Intestinal tissues induce an SNP mutation in Pseudomonas aeruginosa that enhances its virulence: possible role in anastomotic leak

• Published in: PloS one Vol. 7; no. 8; p. e44326
• Main Authors: Olivas, Andrea D, Shogan, Benjamin D, Valuckaite, Vesta, Zaborin, Alexander, Belogortseva, Natalya, Musch, Mark, Meyer, Folker, Trimble, William L, An, Gary, Gilbert, Jack, Zaborina, Olga, Alverdy, John C
• Format: Journal Article
• Language: English
• Published: United States Public Library of Science 31.08.2012; Public Library of Science (PLoS)

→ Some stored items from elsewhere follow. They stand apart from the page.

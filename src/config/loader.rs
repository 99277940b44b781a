//! Config file loader (TOML).

use crate::error::ConfigError;
use crate::models::SdkSelection;
use serde::Deserialize;
use std::collections::BTreeMap;
use std::fs;
use std::path::{Path, PathBuf};

/// On-disk overrides. Every key is optional; relative paths are resolved
/// against the base directory when applied.
#[derive(Debug, Clone, Default, PartialEq, Deserialize)]
#[serde(deny_unknown_fields)]
pub struct ConfigFile {
    pub source_dir: Option<PathBuf>,
    pub eigen_include_dir: Option<PathBuf>,
    pub build_dir: Option<PathBuf>,
    pub install_dir: Option<PathBuf>,
    pub toolchain_file: Option<PathBuf>,
    pub archs: Option<Vec<String>>,
    pub min_os_version: Option<String>,
    pub sdk_platform: Option<String>,
    pub sdk_selection: Option<SdkSelection>,
    pub install: Option<bool>,
    pub inject_toolchain_env: Option<bool>,
    /// Sorted by key, so the rendered define order is stable across runs
    pub compiler_defines: Option<BTreeMap<String, toml::Value>>,
}

/// Parse config content from a string.
pub fn parse_config_str(content: &str) -> Result<ConfigFile, ConfigError> {
    Ok(toml::from_str(content)?)
}

/// Load config from a TOML file.
pub fn load_config_file(path: &Path) -> Result<ConfigFile, ConfigError> {
    validate_config_path(path)?;

    let content = fs::read_to_string(path).map_err(|e| {
        if e.kind() == std::io::ErrorKind::NotFound {
            ConfigError::FileNotFound(format!(
                "Configuration file not found at: {}",
                path.display()
            ))
        } else {
            ConfigError::IoError(e)
        }
    })?;

    log::debug!("[Config] Loaded overrides from {}", path.display());
    parse_config_str(&content)
}

/// Validate config path (.toml extension required).
pub fn validate_config_path(path: &Path) -> Result<(), ConfigError> {
    if path.as_os_str().is_empty() {
        return Err(ConfigError::ValidationFailed(
            "Configuration path cannot be empty".to_string(),
        ));
    }

    match path.extension() {
        Some(ext) if ext == "toml" => Ok(()),
        Some(ext) => Err(ConfigError::ValidationFailed(format!(
            "Configuration file must have .toml extension, got .{}",
            ext.to_string_lossy()
        ))),
        None => Err(ConfigError::ValidationFailed(
            "Configuration file must have .toml extension".to_string(),
        )),
    }
}

/// Scalar define values are rendered verbatim; tables and arrays are rejected.
pub(crate) fn define_value_to_string(key: &str, value: &toml::Value) -> Result<String, ConfigError> {
    match value {
        toml::Value::String(s) => Ok(s.clone()),
        toml::Value::Integer(i) => Ok(i.to_string()),
        toml::Value::Float(f) => Ok(f.to_string()),
        toml::Value::Boolean(b) => Ok(if *b { "ON" } else { "OFF" }.to_string()),
        other => Err(ConfigError::ValidationFailed(format!(
            "Define '{}' must be a string, number or boolean, got {}",
            key,
            other.type_str()
        ))),
    }
}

• Subjects: Anastomosis, Surgical - adverse effects; Anastomotic Leak - microbiology; Anastomotic Leak - pathology; Animal euthanasia; Animal tissues; Animals; Antibiotics; Apoptosis; Apoptosis - drug effects; Base Sequence; Bioengineering; Biology; Caenorhabditis elegans; Cancer; Chemoradiotherapy; Collagen; Collagenase; Colon; Colon - drug effects; Colon - metabolism; Colon - pathology; Colon cancer; Cytolysis; Endoscopy; Epithelial cells; Esophagus; Experiments; Gene polymorphism; Genetic aspects; Genetic transformation; Genotype & phenotype; Genotypes; In vivo methods and tests; Incidence; Intestine; Intestines - drug effects; Intestines - microbiology; Intestines - pathology; Intestines - ultrastructure; Laboratories; Leakage; Male; Medical personnel; Medicine; Microorganisms; Molecular Sequence Data; Mutation; Mutation - genetics; Pathogenesis; Pathogens; Phenotype; Phenotypes; Phosphates - pharmacology; Physiological aspects; Polyethylene glycol; Polyethylene Glycols - pharmacology; Polymorphism; Polymorphism, Single Nucleotide - genetics; Protective Agents - pharmacology; Pseudomonas aeruginosa; Pseudomonas aeruginosa - drug effects; Pseudomonas aeruginosa - genetics; Pseudomonas aeruginosa - isolation & purification; Pseudomonas aeruginosa - pathogenicity; Pyocyanin; Radiation; Rats; Rats, Wistar; Rectum; Reversion; Rodents; Single nucleotide polymorphisms; Single-nucleotide polymorphism; Stop codon; Surgery; Swarming; Tight Junctions - drug effects; Tight Junctions - metabolism; Transformation; Virulence; Virulence (Microbiology); Wound Healing - drug effects; Zonula Occludens-1 Protein - metabolism; United States; United States > US; Illinois; Chicago Illinois
• ISSN: 1932-6203; 1932-6203
• DOI: 10.1371/journal.pone.0044326

The most feared complication following intestinal resection is anastomotic leakage. In high risk areas (esophagus/rectum) where neoadjuvant chemoradiation is used, the incidence of anastomotic leaks remains unacceptably high (≈ 10%) even when performed by specialist surgeons in high volume centers. The aims of this study were to test the hypothesis that anastomotic leakage develops when pathogens colonizing anastomotic sites become in vivo transformed to express a tissue destroying phenotype. We developed a novel model of anastomotic leak in which rats were exposed to pre-operative radiation as in cancer surgery, underwent distal colon resection and then were intestinally inoculated with Pseudomonas aeruginosa, a common colonizer of the radiated intestine. Results demonstrated that intestinal tissues exposed to preoperative radiation developed a significant incidence of anastomotic leak (>60%; p<0.01) when colonized by P. aeruginosa compared to radiated tissues alone (0%). Phenotype analysis comparing the original inoculating strain (MPAO1- termed P1) and the strain retrieved from leaking anastomotic tissues (termed P2) demonstrated that P2 was altered in pyocyanin production and displayed enhanced collagenase activity, high swarming motility, and a destructive phenotype against cultured intestinal epithelial cells (i.e. apoptosis, barrier function, cytolysis). Comparative genotype analysis between P1 and P2 revealed a single nucleotide polymorphism (SNP) mutation in the mexT gene that led to a stop codon resulting in a non-functional truncated protein. Replacement of the mutated mexT gene in P2 with mexT from the original parental strain P1 led to reversion of P2 to the P1 phenotype. No spontaneous transformation was detected during 20 passages in TSB media. Use of a novel virulence suppressing compound PEG/Pi prevented P. aeruginosa transformation to the tissue destructive phenotype and prevented anastomotic leak in rats. This work demonstrates that in vivo transformation of microbial pathogens to a tissue destroying phenotype may have important implications in the pathogenesis of anastomotic leak.